BEGIN
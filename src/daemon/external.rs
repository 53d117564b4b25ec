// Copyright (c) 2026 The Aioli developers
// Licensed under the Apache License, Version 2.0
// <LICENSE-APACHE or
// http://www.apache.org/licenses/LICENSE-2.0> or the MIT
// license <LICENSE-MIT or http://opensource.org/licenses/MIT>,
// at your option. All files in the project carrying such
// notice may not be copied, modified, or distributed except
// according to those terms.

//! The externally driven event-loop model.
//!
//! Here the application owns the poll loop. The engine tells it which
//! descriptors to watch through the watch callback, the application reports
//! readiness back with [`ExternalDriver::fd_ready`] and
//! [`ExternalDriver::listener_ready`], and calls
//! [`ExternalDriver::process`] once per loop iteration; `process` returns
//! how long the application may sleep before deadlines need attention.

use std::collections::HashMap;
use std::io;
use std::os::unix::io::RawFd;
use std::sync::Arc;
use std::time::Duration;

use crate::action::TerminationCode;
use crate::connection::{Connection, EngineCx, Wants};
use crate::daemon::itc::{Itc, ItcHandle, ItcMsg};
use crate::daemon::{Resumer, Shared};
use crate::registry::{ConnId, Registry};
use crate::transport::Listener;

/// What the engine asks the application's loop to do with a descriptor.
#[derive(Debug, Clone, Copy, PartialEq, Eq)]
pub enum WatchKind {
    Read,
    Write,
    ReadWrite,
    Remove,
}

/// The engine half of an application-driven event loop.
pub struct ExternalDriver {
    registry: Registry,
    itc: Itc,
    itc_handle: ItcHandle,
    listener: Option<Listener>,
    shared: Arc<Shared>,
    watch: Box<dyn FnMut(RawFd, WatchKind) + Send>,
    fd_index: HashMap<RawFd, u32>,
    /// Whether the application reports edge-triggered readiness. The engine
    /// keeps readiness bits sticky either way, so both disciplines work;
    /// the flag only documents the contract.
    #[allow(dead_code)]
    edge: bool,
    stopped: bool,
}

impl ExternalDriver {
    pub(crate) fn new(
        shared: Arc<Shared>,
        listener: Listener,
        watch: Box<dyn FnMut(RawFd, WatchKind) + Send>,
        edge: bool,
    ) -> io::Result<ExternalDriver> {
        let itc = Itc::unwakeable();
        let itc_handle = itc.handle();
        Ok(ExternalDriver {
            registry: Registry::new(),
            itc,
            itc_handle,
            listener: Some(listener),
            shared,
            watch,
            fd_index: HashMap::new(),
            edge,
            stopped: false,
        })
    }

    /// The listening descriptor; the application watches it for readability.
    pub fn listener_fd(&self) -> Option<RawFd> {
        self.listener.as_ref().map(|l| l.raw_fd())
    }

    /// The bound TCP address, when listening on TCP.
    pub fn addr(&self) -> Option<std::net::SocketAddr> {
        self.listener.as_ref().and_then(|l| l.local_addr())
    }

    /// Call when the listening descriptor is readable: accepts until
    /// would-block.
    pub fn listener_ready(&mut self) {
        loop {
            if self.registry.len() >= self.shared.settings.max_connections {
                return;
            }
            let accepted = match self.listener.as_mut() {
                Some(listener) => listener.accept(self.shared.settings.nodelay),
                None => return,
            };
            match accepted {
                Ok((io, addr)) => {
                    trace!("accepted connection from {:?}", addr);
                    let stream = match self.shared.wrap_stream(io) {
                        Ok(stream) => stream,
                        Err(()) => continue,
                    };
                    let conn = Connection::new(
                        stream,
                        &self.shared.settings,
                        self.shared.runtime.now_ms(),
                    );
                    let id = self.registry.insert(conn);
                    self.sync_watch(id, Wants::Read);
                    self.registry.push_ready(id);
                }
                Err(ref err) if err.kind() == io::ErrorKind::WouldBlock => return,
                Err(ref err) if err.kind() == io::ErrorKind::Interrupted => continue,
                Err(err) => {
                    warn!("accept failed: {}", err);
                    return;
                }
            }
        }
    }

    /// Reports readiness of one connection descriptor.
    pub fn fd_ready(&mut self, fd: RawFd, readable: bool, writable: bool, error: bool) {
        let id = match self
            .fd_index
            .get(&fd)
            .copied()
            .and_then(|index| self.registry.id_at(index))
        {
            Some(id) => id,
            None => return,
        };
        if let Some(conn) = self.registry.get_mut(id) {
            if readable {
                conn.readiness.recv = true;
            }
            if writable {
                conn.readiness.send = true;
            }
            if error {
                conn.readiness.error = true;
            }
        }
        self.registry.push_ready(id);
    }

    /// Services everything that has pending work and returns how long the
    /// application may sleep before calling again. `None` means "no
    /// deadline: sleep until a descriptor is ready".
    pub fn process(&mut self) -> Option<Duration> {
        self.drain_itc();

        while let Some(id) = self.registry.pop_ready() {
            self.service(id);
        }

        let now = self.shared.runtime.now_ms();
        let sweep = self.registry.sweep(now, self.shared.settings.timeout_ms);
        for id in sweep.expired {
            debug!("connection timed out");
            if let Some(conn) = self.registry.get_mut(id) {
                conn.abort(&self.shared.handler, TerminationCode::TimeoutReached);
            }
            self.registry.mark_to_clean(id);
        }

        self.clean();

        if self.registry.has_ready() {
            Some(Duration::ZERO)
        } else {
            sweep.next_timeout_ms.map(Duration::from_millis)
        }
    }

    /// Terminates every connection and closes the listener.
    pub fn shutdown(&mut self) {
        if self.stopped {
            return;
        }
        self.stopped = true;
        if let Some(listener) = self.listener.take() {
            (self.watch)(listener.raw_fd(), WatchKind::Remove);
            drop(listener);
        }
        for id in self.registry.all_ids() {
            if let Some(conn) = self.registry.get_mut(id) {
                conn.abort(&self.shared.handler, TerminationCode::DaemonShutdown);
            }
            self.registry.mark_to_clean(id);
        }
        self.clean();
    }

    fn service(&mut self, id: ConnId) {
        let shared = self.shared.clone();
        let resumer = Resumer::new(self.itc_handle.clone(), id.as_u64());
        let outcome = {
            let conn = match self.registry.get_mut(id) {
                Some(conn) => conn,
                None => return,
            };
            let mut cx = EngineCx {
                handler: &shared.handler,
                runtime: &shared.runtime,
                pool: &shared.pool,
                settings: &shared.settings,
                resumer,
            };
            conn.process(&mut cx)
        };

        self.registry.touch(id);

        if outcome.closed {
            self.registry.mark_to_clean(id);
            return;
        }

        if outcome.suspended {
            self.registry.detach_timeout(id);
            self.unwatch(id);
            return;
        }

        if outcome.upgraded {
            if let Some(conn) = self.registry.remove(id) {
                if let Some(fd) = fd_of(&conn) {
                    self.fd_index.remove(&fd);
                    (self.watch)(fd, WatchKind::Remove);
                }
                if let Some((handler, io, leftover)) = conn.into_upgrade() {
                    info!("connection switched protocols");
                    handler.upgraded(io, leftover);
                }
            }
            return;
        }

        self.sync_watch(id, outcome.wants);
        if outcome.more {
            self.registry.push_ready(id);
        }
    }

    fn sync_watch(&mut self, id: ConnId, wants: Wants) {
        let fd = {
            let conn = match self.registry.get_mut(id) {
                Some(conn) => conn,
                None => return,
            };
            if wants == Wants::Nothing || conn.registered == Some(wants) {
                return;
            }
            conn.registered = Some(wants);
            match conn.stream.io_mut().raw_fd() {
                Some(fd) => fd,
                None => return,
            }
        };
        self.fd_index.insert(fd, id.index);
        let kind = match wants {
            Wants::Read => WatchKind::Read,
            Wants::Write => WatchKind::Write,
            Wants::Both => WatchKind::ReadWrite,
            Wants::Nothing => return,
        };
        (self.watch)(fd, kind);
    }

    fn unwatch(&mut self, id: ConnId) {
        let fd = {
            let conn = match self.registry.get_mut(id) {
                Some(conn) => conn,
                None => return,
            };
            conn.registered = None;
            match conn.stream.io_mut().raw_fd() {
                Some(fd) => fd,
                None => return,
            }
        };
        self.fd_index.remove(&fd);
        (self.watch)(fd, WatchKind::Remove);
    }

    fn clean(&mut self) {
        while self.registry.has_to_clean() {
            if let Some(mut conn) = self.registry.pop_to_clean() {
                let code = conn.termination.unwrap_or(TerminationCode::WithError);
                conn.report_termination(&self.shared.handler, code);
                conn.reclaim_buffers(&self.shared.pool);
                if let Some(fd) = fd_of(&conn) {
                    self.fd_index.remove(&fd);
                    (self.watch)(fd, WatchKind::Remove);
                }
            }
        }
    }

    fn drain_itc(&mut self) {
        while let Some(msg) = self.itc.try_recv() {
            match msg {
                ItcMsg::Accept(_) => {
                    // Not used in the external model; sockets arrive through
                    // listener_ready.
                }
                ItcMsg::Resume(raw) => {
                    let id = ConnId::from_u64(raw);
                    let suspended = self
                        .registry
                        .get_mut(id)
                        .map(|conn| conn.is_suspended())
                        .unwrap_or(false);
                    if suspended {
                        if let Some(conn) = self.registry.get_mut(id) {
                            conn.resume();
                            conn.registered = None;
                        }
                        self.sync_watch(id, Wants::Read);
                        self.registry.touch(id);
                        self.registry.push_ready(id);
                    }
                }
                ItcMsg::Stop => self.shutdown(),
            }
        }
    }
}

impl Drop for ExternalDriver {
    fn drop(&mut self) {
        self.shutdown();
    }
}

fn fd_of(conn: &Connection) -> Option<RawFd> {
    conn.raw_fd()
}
END
BEGIN
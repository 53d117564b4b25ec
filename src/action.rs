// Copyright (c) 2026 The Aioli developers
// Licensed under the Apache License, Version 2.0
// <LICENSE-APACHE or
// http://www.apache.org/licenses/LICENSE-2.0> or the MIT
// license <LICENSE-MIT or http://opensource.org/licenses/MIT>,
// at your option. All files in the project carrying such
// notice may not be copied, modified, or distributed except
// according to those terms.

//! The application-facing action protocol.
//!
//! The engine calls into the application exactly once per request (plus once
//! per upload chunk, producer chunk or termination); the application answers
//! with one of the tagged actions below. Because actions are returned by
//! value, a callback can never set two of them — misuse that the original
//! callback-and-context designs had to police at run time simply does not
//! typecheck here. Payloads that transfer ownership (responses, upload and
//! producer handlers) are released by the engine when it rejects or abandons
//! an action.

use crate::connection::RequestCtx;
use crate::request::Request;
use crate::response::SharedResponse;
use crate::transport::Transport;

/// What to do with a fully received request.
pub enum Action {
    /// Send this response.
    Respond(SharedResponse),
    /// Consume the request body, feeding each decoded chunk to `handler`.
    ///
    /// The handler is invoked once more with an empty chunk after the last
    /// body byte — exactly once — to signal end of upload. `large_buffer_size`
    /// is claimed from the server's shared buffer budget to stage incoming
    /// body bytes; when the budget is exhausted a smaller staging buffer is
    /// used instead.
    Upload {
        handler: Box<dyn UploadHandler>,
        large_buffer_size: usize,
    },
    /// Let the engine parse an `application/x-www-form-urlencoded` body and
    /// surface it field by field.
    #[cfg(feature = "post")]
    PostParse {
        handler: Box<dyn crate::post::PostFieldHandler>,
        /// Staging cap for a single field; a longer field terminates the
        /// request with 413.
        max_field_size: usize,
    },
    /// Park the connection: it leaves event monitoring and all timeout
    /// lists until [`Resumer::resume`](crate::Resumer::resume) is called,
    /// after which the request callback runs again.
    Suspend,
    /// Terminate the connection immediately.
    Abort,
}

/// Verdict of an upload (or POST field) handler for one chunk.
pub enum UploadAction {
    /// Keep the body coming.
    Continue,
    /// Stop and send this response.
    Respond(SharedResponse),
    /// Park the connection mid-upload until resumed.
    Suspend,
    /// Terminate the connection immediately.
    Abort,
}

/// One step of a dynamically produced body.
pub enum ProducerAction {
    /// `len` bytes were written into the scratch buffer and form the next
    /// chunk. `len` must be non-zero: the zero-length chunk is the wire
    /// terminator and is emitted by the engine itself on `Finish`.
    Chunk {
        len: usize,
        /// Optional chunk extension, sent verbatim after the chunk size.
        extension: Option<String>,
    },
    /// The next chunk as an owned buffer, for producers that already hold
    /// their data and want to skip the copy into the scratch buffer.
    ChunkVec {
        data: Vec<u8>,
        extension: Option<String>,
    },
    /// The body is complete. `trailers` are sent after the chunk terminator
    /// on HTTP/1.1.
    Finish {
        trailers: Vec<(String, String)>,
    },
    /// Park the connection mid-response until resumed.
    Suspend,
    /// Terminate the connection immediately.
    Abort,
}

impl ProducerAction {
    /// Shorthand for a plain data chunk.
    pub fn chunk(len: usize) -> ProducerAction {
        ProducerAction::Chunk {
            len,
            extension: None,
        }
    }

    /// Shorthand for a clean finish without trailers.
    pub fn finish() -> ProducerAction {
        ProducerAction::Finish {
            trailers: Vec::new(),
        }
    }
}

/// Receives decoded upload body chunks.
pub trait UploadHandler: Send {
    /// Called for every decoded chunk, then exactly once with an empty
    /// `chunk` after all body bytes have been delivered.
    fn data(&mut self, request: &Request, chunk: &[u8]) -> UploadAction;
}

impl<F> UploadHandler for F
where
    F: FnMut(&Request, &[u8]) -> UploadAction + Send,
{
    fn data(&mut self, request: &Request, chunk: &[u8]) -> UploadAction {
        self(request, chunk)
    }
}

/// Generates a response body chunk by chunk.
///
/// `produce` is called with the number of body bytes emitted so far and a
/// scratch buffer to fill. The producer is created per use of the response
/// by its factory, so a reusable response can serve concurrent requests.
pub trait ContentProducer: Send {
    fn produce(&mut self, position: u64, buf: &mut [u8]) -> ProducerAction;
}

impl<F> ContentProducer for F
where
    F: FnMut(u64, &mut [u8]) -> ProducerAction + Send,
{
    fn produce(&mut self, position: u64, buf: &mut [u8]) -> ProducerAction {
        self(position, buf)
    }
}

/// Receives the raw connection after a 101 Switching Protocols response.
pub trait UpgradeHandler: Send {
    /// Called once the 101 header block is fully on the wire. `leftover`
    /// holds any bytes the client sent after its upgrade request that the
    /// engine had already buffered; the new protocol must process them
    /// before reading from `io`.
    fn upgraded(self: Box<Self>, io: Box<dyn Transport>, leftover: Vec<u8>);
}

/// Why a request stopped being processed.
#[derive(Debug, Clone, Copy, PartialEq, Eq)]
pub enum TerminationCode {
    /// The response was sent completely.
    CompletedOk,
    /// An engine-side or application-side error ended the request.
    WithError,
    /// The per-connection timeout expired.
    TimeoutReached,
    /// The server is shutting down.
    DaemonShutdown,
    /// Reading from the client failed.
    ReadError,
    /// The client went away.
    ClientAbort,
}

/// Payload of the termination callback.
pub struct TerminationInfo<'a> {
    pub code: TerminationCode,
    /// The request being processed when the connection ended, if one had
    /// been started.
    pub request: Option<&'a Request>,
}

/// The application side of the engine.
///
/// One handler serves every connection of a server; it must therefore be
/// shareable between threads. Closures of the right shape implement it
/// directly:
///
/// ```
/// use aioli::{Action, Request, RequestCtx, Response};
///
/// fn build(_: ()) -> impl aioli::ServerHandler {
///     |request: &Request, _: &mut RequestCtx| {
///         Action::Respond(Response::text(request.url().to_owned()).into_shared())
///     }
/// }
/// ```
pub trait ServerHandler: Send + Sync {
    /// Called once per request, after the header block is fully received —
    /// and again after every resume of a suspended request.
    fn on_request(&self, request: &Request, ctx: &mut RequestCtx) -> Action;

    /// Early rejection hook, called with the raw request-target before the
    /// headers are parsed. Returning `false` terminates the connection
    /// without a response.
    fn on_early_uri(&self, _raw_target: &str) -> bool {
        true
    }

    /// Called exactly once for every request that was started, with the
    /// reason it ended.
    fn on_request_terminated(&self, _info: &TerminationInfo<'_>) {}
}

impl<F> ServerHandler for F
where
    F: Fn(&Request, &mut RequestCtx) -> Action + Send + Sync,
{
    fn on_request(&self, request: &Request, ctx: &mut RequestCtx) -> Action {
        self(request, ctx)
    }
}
END
TASK DIRECTIONS: Above are the entries. Output exactly the lines beginning with the line that has "ended, if one had" and ending with the line that has "request-target before the".

TASK RESULT:
    /// The request being processed when the connection ended, if one had
    /// been started.
    pub request: Option<&'a Request>,
}

/// The application side of the engine.
///
/// One handler serves every connection of a server; it must therefore be
/// shareable between threads. Closures of the right shape implement it
/// directly:
///
/// ```
/// use aioli::{Action, Request, RequestCtx, Response};
///
/// fn build(_: ()) -> impl aioli::ServerHandler {
///     |request: &Request, _: &mut RequestCtx| {
///         Action::Respond(Response::text(request.url().to_owned()).into_shared())
///     }
/// }
/// ```
pub trait ServerHandler: Send + Sync {
    /// Called once per request, after the header block is fully received —
    /// and again after every resume of a suspended request.
    fn on_request(&self, request: &Request, ctx: &mut RequestCtx) -> Action;

    /// Early rejection hook, called with the raw request-target before the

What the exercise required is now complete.